As the Tennessee Titans went their separate ways after missing out on the playoffs this season, there were plenty of reminders that things will be different when the team reconvenes in April to begin off-season workouts.

In the early moments of the aftermath of their loss to the Indianapolis Colts, left tackle Taylor Lewan could be seen giving a hug to linemate Quinton Spain, who becomes an unrestricted free agent in March. He told the left guard that their friendship would survive and stay strong, no matter if Spain returned to the Titans or signed elsewhere for next season.

The next day, as lockers were cleaned out, the Titans got another reminder that things will change in 2019 when 10-year veteran linebacker Brian Orakpo announced to teammates and then to the media that he would retiring.

“I’m disappointed about not making the playoffs, but I thought we did some great things with leadership from Coach (Mike) Vrabel and Jon Robinson,” he said. “We completely changed the whole culture that’s what I’m most proud of. When you thought of the Tennessee Titans before, it was an easy W for opponents when they would come in here or whenever the Titans would play, it was considered a win. But I think we all collectively helped to change the culture.”

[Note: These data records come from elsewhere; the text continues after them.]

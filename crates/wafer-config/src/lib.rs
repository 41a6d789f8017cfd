// SPDX-FileCopyrightText: 2026 Wafer Contributors
// SPDX-License-Identifier: MIT OR Apache-2.0

//! Configuration system for the Wafer session adapter.
//!
//! The adapter itself takes its settings at construction time; this crate is
//! how embedding applications and the `wafer` binary obtain them. It provides
//! TOML parsing with strict validation (`deny_unknown_fields`), XDG file
//! hierarchy lookup, `WAFER_*` environment overrides, and miette diagnostics
//! with typo suggestions.
//!
//! # Usage
//!
//! ```no_run
//! use wafer_config::load_and_validate;
//!
//! let config = load_and_validate().expect("config errors");
//! println!("appid: {}", config.session.appid);
//! ```

pub mod diagnostic;
pub mod loader;
pub mod model;
pub mod validation;

use std::path::Path;

pub use diagnostic::{ConfigError, render_errors};
pub use loader::{load_config, load_config_from_path, load_config_from_str};
pub use model::{LoggingConfig, SessionConfig, WaferConfig};

/// Load configuration from the XDG hierarchy and validate it.
///
/// Returns either a valid `WaferConfig` or every diagnostic found.
pub fn load_and_validate() -> Result<WaferConfig, Vec<ConfigError>> {
    finish(loader::load_config(), collect_toml_sources)
}

/// Load configuration from a specific file (plus env overrides) and validate it.
pub fn load_and_validate_path(path: &Path) -> Result<WaferConfig, Vec<ConfigError>> {
    finish(loader::load_config_from_path(path), || {
        read_source(path).into_iter().collect()
    })
}

/// Load configuration from a TOML string and validate it.
///
/// Useful for testing and explicit configuration.
pub fn load_and_validate_str(toml_content: &str) -> Result<WaferConfig, Vec<ConfigError>> {
    finish(loader::load_config_from_str(toml_content), || {
        vec![("<inline>".to_string(), toml_content.to_string())]
    })
}

#[allow(clippy::result_large_err)]
fn finish(
    loaded: Result<WaferConfig, figment::Error>,
    sources: impl FnOnce() -> Vec<(String, String)>,
) -> Result<WaferConfig, Vec<ConfigError>> {
    match loaded {
        Ok(config) => {
            validation::validate_config(&config)?;
            tracing::debug!(
                mode = %config.session.mode,
                timeout_secs = config.session.timeout_secs,
                "configuration loaded"
            );
            Ok(config)
        }
        Err(err) => Err(diagnostic::figment_to_config_errors(err, &sources())),
    }
}

/// Collect TOML source file contents for error span resolution.
fn collect_toml_sources() -> Vec<(String, String)> {
    let local = std::env::current_dir()
        .map(|d| d.join(loader::LOCAL_CONFIG_PATH))
        .unwrap_or_else(|_| loader::LOCAL_CONFIG_PATH.into());

    [
        Some(local),
        loader::user_config_path(),
        Some(loader::SYSTEM_CONFIG_PATH.into()),
    ]
    .into_iter()
    .flatten()
    .filter_map(|path| read_source(&path))
    .collect()
}

fn read_source(path: &Path) -> Option<(String, String)> {
    std::fs::read_to_string(path)
        .ok()
        .map(|content| (path.display().to_string(), content))
}
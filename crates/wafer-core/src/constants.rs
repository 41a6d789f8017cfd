// SPDX-FileCopyrightText: 2026 Wafer Contributors
// SPDX-License-Identifier: MIT OR Apache-2.0

//! Fixed identifiers shared by the front-end SDK, the adapter, and the
//! remote session-authentication service.

/// Header carrying the login code issued to the mini-program client.
pub const HEADER_CODE: &str = "X-WX-Code";

/// Header carrying the encrypted user profile.
pub const HEADER_ENCRYPTED_DATA: &str = "X-WX-Encrypted-Data";

/// Header carrying the initialization vector for the encrypted profile.
pub const HEADER_IV: &str = "X-WX-IV";

/// Header carrying the session id issued by a previous login.
pub const HEADER_ID: &str = "X-WX-Id";

/// Header carrying the session key issued by a previous login.
pub const HEADER_SKEY: &str = "X-WX-Skey";

/// Key the front-end SDK looks for to recognize a session payload.
pub const SESSION_MAGIC_ID: &str = "F2C224D4-2BCE-4C64-AF9F-A6D872000D1A";

/// Value paired with [`SESSION_MAGIC_ID`] in every vendor payload.
pub const SESSION_MAGIC_VALUE: &str = "1";

/// Remote interface performing the login exchange.
pub const INTERFACE_LOGIN: &str = "qcloud.cam.id_skey";

/// Remote interface validating an existing session.
pub const INTERFACE_CHECK: &str = "qcloud.cam.auth";

/// Protocol version sent in every request envelope.
pub const PROTOCOL_VERSION: u32 = 1;

/// Component name sent in every request envelope.
pub const COMPONENT_NAME: &str = "MA";

/// Content type used for the outbound POST.
pub const CONTENT_TYPE_JSON: &str = "application/json;charset=utf-8";

pub const RETURN_CODE_SUCCESS: i64 = 0;
pub const RETURN_CODE_PARAM_ERR: i64 = 1001;
pub const RETURN_CODE_HEADER_ERR: i64 = 1002;
pub const RETURN_CODE_SERVE_ERR: i64 = 2000;
pub const RETURN_CODE_SKEY_EXPIRED: i64 = 60011;
pub const RETURN_CODE_WX_SESSION_FAILED: i64 = 60012;
// SPDX-FileCopyrightText: 2026 Wafer Contributors
// SPDX-License-Identifier: MIT OR Apache-2.0

//! Seam traits between the adapter and its collaborators.
//!
//! The inbound request is only ever a header lookup, the outbound service is
//! only ever "POST JSON, get bytes back", and embedding applications see the
//! adapter through [`SessionAuthenticator`].

pub mod auth;
pub mod headers;
pub mod transport;

pub use auth::SessionAuthenticator;
pub use headers::HeaderSource;
pub use transport::{SessionTransport, TransportResponse};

Orakpo did help to change the Titans’ culture during his four years in Tennessee, helping transform them from a team that won five games over two years to one that won a playoff game in 2017 and was on the cusp of returning this past season.

But as the theme of change permeates with roster turnover, exactly what moves should the Titans prioritize this off-season?

Here are our top three issues they face with suggested solutions:

1. What to do about Marcus Mariota and the quarterback position.

Mariota’s injury history and his ability to be a franchise quarterback – one capable of taking the Titans to the Super Bowl – have been debated during almost his entire four-year tenure.

On the positive side, Mariota has shown a knack for putting together game-winning, fourth quarter drives, including a playoff win.

On the negative, the injuries are extremely frustrating, a point driven home by his not being available for the season-ending loss to the Colts.

Also, his inconsistency can be maddening. In a pass-happy NFL, Mariota managed just 11 TD passes this past season.

So with injuries and inconsistency, what other options do the Titans have? Their best bet, despite his shortcomings, still seems to be to stick with Mariota for a fifth year and hope he finally brushes those issues aside.

The downside of that strategy was demonstrated in the loss to the Colts when the Titans had to rely on Blaine Gabbert to punch their postseason ticket. At this stage of his NFL career, Gabbert is what he is – a journeyman backup quarterback with limitations. He was an upgrade over an aging Matt Cassel, but not enough against the Colts.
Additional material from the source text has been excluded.